Governo pede ofensiva global contra o extremismo na internet

Bortnikov defenda união de forças internacionais contra o terrorismo Foto: RIA Nóvosti

Bortnikov defenda união de forças internacionais contra o terrorismo Foto: RIA Nóvosti

Chefe do Serviço Federal de Segurança russo criticou ampla utilização da rede para disseminação do terrorismo.

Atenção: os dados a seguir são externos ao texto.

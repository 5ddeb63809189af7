use pest_derive::Parser;

pub mod ast;
pub mod generator;
pub mod parser;
pub mod rewrite;

pub use ast::{ObjectCategory, ObjectDef};
pub use generator::{generate, quote, unquote};
pub use parser::parse_statement;
pub use rewrite::{transform, Renames};

#[derive(Parser)]
#[grammar = "ddl/ddl.pest"]
pub struct DdlParser;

Governos de todo o mundo devem ser mais agressivos na luta contra a propagação da ideologia extremista pela internet, declarou o chefe do Serviço Federal de Segurança da Rússia nesta quarta-feira (5).
“Devemos ser mais ativos e agressivos na internet, mudando as táticas de localização e bloqueio de sites com informações sobre extremismo”, disse Aleksandr Bortnikov em uma reunião com autoridades de segurança dos países que mantêm parceria com a Rússia na luta contra o terrorismo. 
“É preciso revelar aos usuários a natureza destrutiva do terrorismo e expor os verdadeiros objetivos daqueles que inspiram e defendem tais atos”, acrescentou.
O chefe do Serviço Federal de Segurança disse que os terroristas usam amplamente a internet para promover e difundir a ideologia extremista, bem como atrair novos seguidores, especialmente jovens. O objetivo, segundo Bortnikov, é treiná-los e seduzi-los para realizar ataques terroristas.
“Acredito que uma das nossas tarefas comuns é evitar que os terroristas usem recursos de informação e comunicação da internet em prol de seus interesses”, disse o chefe do Serviço Federal aos participantes da reunião realizada em Kazan, capital da república russa do Tatarstão.
Ele ressaltou que a prevenção eficaz do terrorismo só é possível se existir um claro entendimento das fontes desse fenômeno, as táticas usadas pelos extremistas para conduzir guerras ideológicas e armadas, e as razões para a vulnerabilidade de certos grupos populacionais à retórica explorada pelos líderes terroristas.
A Rússia ocupa a nona posição geral na lista de países afetados pelo terrorismo, de acordo com um relatório divulgado no ano passado pelo Instituto de Economia e Paz (IEP, na sigla em inglês), um grupo de pesquisa australiano. 
A classificação considerou 158 países ao longo dos últimos 10 anos, computando o número de ataques e mortes, bem como redes de relacionamento, direitos humanos, dificuldades de grupos sociais e governança.
Segundo o relatório, a maioria dos ataques terroristas na Rússia aconteceu na instável região do Cáucaso do Norte, onde uma insurgência islâmica vem despontando há anos.
Cerca de 45% dos ataques ocorridos no país tiveram como alvo policiais e funcionários do governo, informou o IEP.